- _Records from a data source_
------------

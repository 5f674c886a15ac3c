mod config;
mod controllers;
mod errors;
mod models;
mod service;
#[cfg(test)]
mod tests;

use std::sync::Arc;

use actix_web::{App, HttpServer, middleware::Logger, web};
use color_eyre::Result;
use eyre::WrapErr;
use tracing::{info, warn};
use tracing_subscriber::EnvFilter;

use crate::config::config::{AuthSettings, Config, MailSettings};
use crate::config::crypto::CryptoService;
use crate::config::routes::routes;
use crate::controllers::{
    session_controller::{SessionController, SessionCookies},
    verification_controller::VerificationController,
};
use crate::service::email_service::{EmailService, LogNotificationSender, NotificationSender};
use crate::service::otp_store::InMemoryVerificationStore;
use crate::service::session::{HostedLogin, ManagedAuth, SessionEstablisher, TokenSessions};
use crate::service::verification_service::VerificationService;

fn notification_sender(config: &Config) -> Result<Arc<dyn NotificationSender>> {
    let sender: Arc<dyn NotificationSender> = match config.mail_settings()? {
        MailSettings::Log => Arc::new(LogNotificationSender),
        MailSettings::Smtp(smtp) => Arc::new(
            EmailService::new(smtp, &config.platform_name, config.otp_ttl_minutes)
                .wrap_err("Creating SMTP transport")?,
        ),
    };
    Ok(sender)
}

fn session_establisher(config: &Config) -> Result<Arc<dyn SessionEstablisher>> {
    let client = reqwest::Client::builder()
        .timeout(config.dispatch_timeout())
        .build()
        .wrap_err("Creating HTTP client")?;

    let sessions: Arc<dyn SessionEstablisher> = match config.auth_settings()? {
        AuthSettings::Token { secret, ttl } => {
            let crypto = CryptoService::new(secret).wrap_err("Loading session secret")?;
            Arc::new(TokenSessions::new(crypto, ttl))
        }
        AuthSettings::Managed {
            base_url,
            service_key,
        } => Arc::new(ManagedAuth::new(client, &base_url, &service_key)),
        AuthSettings::Hosted(settings) => Arc::new(
            HostedLogin::new(client, settings).wrap_err("Parsing hosted login domain")?,
        ),
    };
    Ok(sessions)
}

#[actix_web::main]
async fn main() -> Result<()> {
    color_eyre::install()?;
    tracing_subscriber::fmt()
        .with_env_filter(
            EnvFilter::try_from_default_env().unwrap_or_else(|_| EnvFilter::new("info")),
        )
        .init();

    let config = Config::from_env()?;
    let sessions = session_establisher(&config)?;
    info!(provider = sessions.name(), "session provider selected");

    // the store lives exactly as long as the server
    let store = Arc::new(InMemoryVerificationStore::new());
    let verification_service = Arc::new(VerificationService::new(
        store,
        notification_sender(&config)?,
        sessions.clone(),
        config.verification_policy()?,
    ));

    let cookies = SessionCookies::new(config.cookie_secure);
    if !config.cookie_secure {
        warn!("session cookies are not marked Secure");
    }
    let verification_controller =
        web::Data::new(VerificationController::new(verification_service, cookies));
    let session_controller = web::Data::new(SessionController::new(sessions, cookies));

    info!(host = %config.host, port = config.port, "starting server");
    HttpServer::new(move || {
        App::new()
            .wrap(Logger::default())
            .app_data(verification_controller.clone())
            .app_data(session_controller.clone())
            .configure(routes)
    })
    .bind((config.host.as_str(), config.port))
    .wrap_err("Binding server address")?
    .run()
    .await?;

    Ok(())
}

------------

Transcribe the full set of records precisely.

repository 5f674c886a15ac3c
mod config;
mod controllers;
mod errors;
mod models;
mod service;
#[cfg(test)]
mod tests;

use std::sync::Arc;

use actix_web::{App, HttpServer, middleware::Logger, web};
use color_eyre::Result;
use eyre::WrapErr;
use tracing::{info, warn};
use tracing_subscriber::EnvFilter;

use crate::config::config::{AuthSettings, Config, MailSettings};
use crate::config::crypto::CryptoService;
use crate::config::routes::routes;
use crate::controllers::{
    session_controller::{SessionController, SessionCookies},
    verification_controller::VerificationController,
};
use crate::service::email_service::{EmailService, LogNotificationSender, NotificationSender};
use crate::service::otp_store::InMemoryVerificationStore;
use crate::service::session::{HostedLogin, ManagedAuth, SessionEstablisher, TokenSessions};
use crate::service::verification_service::VerificationService;

fn notification_sender(config: &Config) -> Result<Arc<dyn NotificationSender>> {
    let sender: Arc<dyn NotificationSender> = match config.mail_settings()? {
        MailSettings::Log => Arc::new(LogNotificationSender),
        MailSettings::Smtp(smtp) => Arc::new(
            EmailService::new(smtp, &config.platform_name, config.otp_ttl_minutes)
                .wrap_err("Creating SMTP transport")?,
        ),
    };
    Ok(sender)
}

fn session_establisher(config: &Config) -> Result<Arc<dyn SessionEstablisher>> {
    let client = reqwest::Client::builder()
        .timeout(config.dispatch_timeout())
        .build()
        .wrap_err("Creating HTTP client")?;

    let sessions: Arc<dyn SessionEstablisher> = match config.auth_settings()? {
        AuthSettings::Token { secret, ttl } => {
            let crypto = CryptoService::new(secret).wrap_err("Loading session secret")?;
            Arc::new(TokenSessions::new(crypto, ttl))
        }
        AuthSettings::Managed {
            base_url,
            service_key,
        } => Arc::new(ManagedAuth::new(client, &base_url, &service_key)),
        AuthSettings::Hosted(settings) => Arc::new(
            HostedLogin::new(client, settings).wrap_err("Parsing hosted login domain")?,
        ),
    };
    Ok(sessions)
}

#[actix_web::main]
async fn main() -> Result<()> {
    color_eyre::install()?;
    tracing_subscriber::fmt()
        .with_env_filter(
            EnvFilter::try_from_default_env().unwrap_or_else(|_| EnvFilter::new("info")),
        )
        .init();

    let config = Config::from_env()?;
    let sessions = session_establisher(&config)?;
    info!(provider = sessions.name(), "session provider selected");

    // the store lives exactly as long as the server
    let store = Arc::new(InMemoryVerificationStore::new());
    let verification_service = Arc::new(VerificationService::new(
        store,
        notification_sender(&config)?,
        sessions.clone(),
        config.verification_policy()?,
    ));

    let cookies = SessionCookies::new(config.cookie_secure);
    if !config.cookie_secure {
        warn!("session cookies are not marked Secure");
    }
    let verification_controller =
        web::Data::new(VerificationController::new(verification_service, cookies));
    let session_controller = web::Data::new(SessionController::new(sessions, cookies));

    info!(host = %config.host, port = config.port, "starting server");
    HttpServer::new(move || {
        App::new()
            .wrap(Logger::default())
            .app_data(verification_controller.clone())
            .app_data(session_controller.clone())
            .configure(routes)
    })
    .bind((config.host.as_str(), config.port))
    .wrap_err("Binding server address")?
    .run()
    .await?;

    Ok(())
}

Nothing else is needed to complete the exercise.